OK, I feel better. Now onto this week’s ratings, which I assure you are all 100 percent accurate. (Unless they’re not, in which case, uh, it was still too early.)

Road to the Cup

The five teams that look like they’re headed towards a summer of keg stands and fountain pool parties.

One big story to watch in the final month: The Colorado Avalanche are going to have to make their playoff push without Gabriel Landeskog, who’s out four-to-six weeks with an upper-body injury. That timeline means he could be back early in the playoffs and there’s a slight chance he could return before the end of the season. But as Ryan Clark wonders, by that point will it still matter?

5. Washington Capitals (41-21-7, +22 true goals differential*) – Screw it, I’m back on board.

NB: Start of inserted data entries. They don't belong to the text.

//! Summarization model client
//!
//! Encapsulates all calls to the hosted summarization model.

use async_trait::async_trait;
use reqwest::{Client, StatusCode};
use serde_json::{Value, json};
use std::time::Duration;
use tokio_retry::RetryIf;
use tokio_retry::strategy::{ExponentialBackoff, jitter};
use tracing::{debug, info, warn};

use crate::core::config::AppConfig;
use crate::core::models::{GenerationParams, SummaryOutput};
use crate::errors::ReviewError;

const MAX_RETRIES: usize = 3;

/// Anything that can turn a block of text into one or more summaries.
///
/// Implementations are expected to be expensive to build and cheap to call,
/// so a single instance is shared across requests.
#[async_trait]
pub trait SummarizationModel: Send + Sync {
    /// # Errors
    ///
    /// Returns an error when the model could not produce a summary.
    async fn summarize(
        &self,
        text: &str,
        params: &GenerationParams,
    ) -> Result<Vec<SummaryOutput>, ReviewError>;
}

/// Client for a Hugging Face style inference endpoint.
pub struct InferenceClient {
    http: Client,
    endpoint: String,
    api_token: Option<String>,
}

impl InferenceClient {
    /// # Errors
    ///
    /// Returns `ReviewError::Config` if the HTTP client cannot be built.
    pub fn new(config: &AppConfig) -> Result<Self, ReviewError> {
        let http = Client::builder()
            .timeout(config.model_timeout)
            .build()
            .map_err(|e| ReviewError::Config(format!("Failed to build model HTTP client: {e}")))?;

        Ok(Self {
            http,
            endpoint: model_endpoint(&config.inference_url, &config.model),
            api_token: config.api_token.clone(),
        })
    }

    #[must_use]
    pub fn endpoint(&self) -> &str {
        &self.endpoint
    }

    async fn request_once(
        &self,
        body: &Value,
    ) -> Result<Vec<SummaryOutput>, ReviewError> {
        let mut request = self.http.post(&self.endpoint).json(body);
        if let Some(token) = &self.api_token {
            request = request.bearer_auth(token);
        }

        let response = request.send().await.map_err(|e| {
            if e.is_timeout() || e.is_connect() {
                ReviewError::Unavailable(format!("Model request failed: {e}"))
            } else {
                ReviewError::Summarization(format!("Model request failed: {e}"))
            }
        })?;

        let status = response.status();
        if !status.is_success() {
            let error_text = response.text().await.unwrap_or_else(|e| {
                format!("Failed to read error response body (status {status}): {e}")
            });
            let message = format!("Model API error (status {status}): {error_text}");
            return Err(if is_retryable_status(status) {
                ReviewError::Unavailable(message)
            } else {
                ReviewError::Summarization(message)
            });
        }

        let response_json: Value = response.json().await.map_err(|e| {
            ReviewError::Summarization(format!("Failed to parse model response: {e}"))
        })?;

        parse_summary_response(&response_json)
    }
}

#[async_trait]
impl SummarizationModel for InferenceClient {
    async fn summarize(
        &self,
        text: &str,
        params: &GenerationParams,
    ) -> Result<Vec<SummaryOutput>, ReviewError> {
        #[cfg(feature = "debug-logs")]
        debug!("Summarizing chunk:\n{}", text);

        info!(
            endpoint = %self.endpoint,
            bytes = text.len(),
            "Requesting summary from model"
        );

        let body = build_request_body(text, params);

        let strategy = ExponentialBackoff::from_millis(2)
            .factor(100)
            .max_delay(Duration::from_secs(10))
            .map(jitter)
            .take(MAX_RETRIES);

        RetryIf::spawn(
            strategy,
            || self.request_once(&body),
            |e: &ReviewError| {
                let retry = e.is_transient();
                if retry {
                    warn!("Retrying model call after transient failure: {}", e);
                }
                retry
            },
        )
        .await
        .map_err(ReviewError::into_summarization)
    }
}

/// Joins a base URL and model id into the inference endpoint.
#[must_use]
pub fn model_endpoint(base_url: &str, model: &str) -> String {
    format!(
        "{}/models/{}",
        base_url.trim_end_matches('/'),
        model.trim_matches('/')
    )
}

#[must_use]
pub fn build_request_body(text: &str, params: &GenerationParams) -> Value {
    json!({
        "inputs": text,
        "parameters": {
            "max_length": params.max_length,
            "min_length": params.min_length,
            "do_sample": params.do_sample
        }
    })
}

fn is_retryable_status(status: StatusCode) -> bool {
    status == StatusCode::TOO_MANY_REQUESTS || status.is_server_error()
}

/// Reads the summaries out of a model response.
///
/// The service answers with a list of `{"summary_text": ...}` objects, or
/// with an `{"error": ...}` object; a still-loading model additionally
/// reports an `estimated_time` and is treated as transient.
///
/// # Errors
///
/// Returns an error if the response reports one or has an unexpected shape.
pub fn parse_summary_response(response_json: &Value) -> Result<Vec<SummaryOutput>, ReviewError> {
    if let Some(error) = response_json.get("error") {
        let message = error
            .as_str()
            .map_or_else(|| error.to_string(), std::string::ToString::to_string);
        if let Some(wait) = response_json.get("estimated_time").and_then(Value::as_f64) {
            return Err(ReviewError::Unavailable(format!(
                "{message} (estimated wait {wait:.1}s)"
            )));
        }
        return Err(ReviewError::Summarization(message));
    }

    let Some(items) = response_json.as_array() else {
        return Err(ReviewError::Summarization(format!(
            "Unexpected model response shape: {response_json}"
        )));
    };

    let outputs: Vec<SummaryOutput> = items
        .iter()
        .filter_map(|item| {
            item.get("summary_text")
                .and_then(Value::as_str)
                .map(|s| SummaryOutput {
                    summary_text: s.to_string(),
                })
        })
        .collect();

    debug!("Model returned {} summaries", outputs.len());

    if outputs.is_empty() && !items.is_empty() {
        return Err(ReviewError::Summarization(
            "No summary_text in model response".to_string(),
        ));
    }

    Ok(outputs)
}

The Capitals showed up in our very first top five, then vanished for two months before reappearing in December. They hung around for five weeks, reaching as high as the two-spot on New Year’s Eve even as I wrote that the ranking “seems a little high.” Now, after two weeks of winning pushed them back into top spot in the Metro, they seem like as good a pick as any out of a crowded top-five field.

Or maybe not. You might prefer the Jets, who have a decent case even though they lost in Washington last night. But the Jets look to have a tougher road out of the Central than what the Caps will have in the Metro and that matters too. For the same reason, I can’t talk myself into Nashville. The post-Stone trade Golden Knights? They’ve looked great at times, but the top of the Pacific is very tough and they’re locked into third. The Islanders are still at least in the mix, but I’d rather know more about the Robin Lehner injury before I get them back near the top five. And the Leafs somehow haven’t shown up here in eight weeks even as they’re tied for second in the league in wins.

It’s a tough call. But this is about who’s going to win the Cup, and when in doubt, deferring to the defending champs doesn’t seem like a bad way to break the tie. For this week, at least.

4. Boston Bruins (42-18-9, +35) – Figuring out where to rank the Bruins is really getting interesting. On the one hand, you could make a very strong case that they’re the second-best team in the NHL. Last night’s loss aside, I’m not even sure you’d get much pushback from anyone. That means they should be ranked second, right?

But this isn’t a “best teams” list. It’s “most likely to win the Cup,” and that means that having the best team in the league in your division is bad news. Without going into the whole playoff format debate again, the Bruins’ path out of the Atlantic is brutal, and unlike the next two teams on the list, there’s no hope of improving it down the stretch.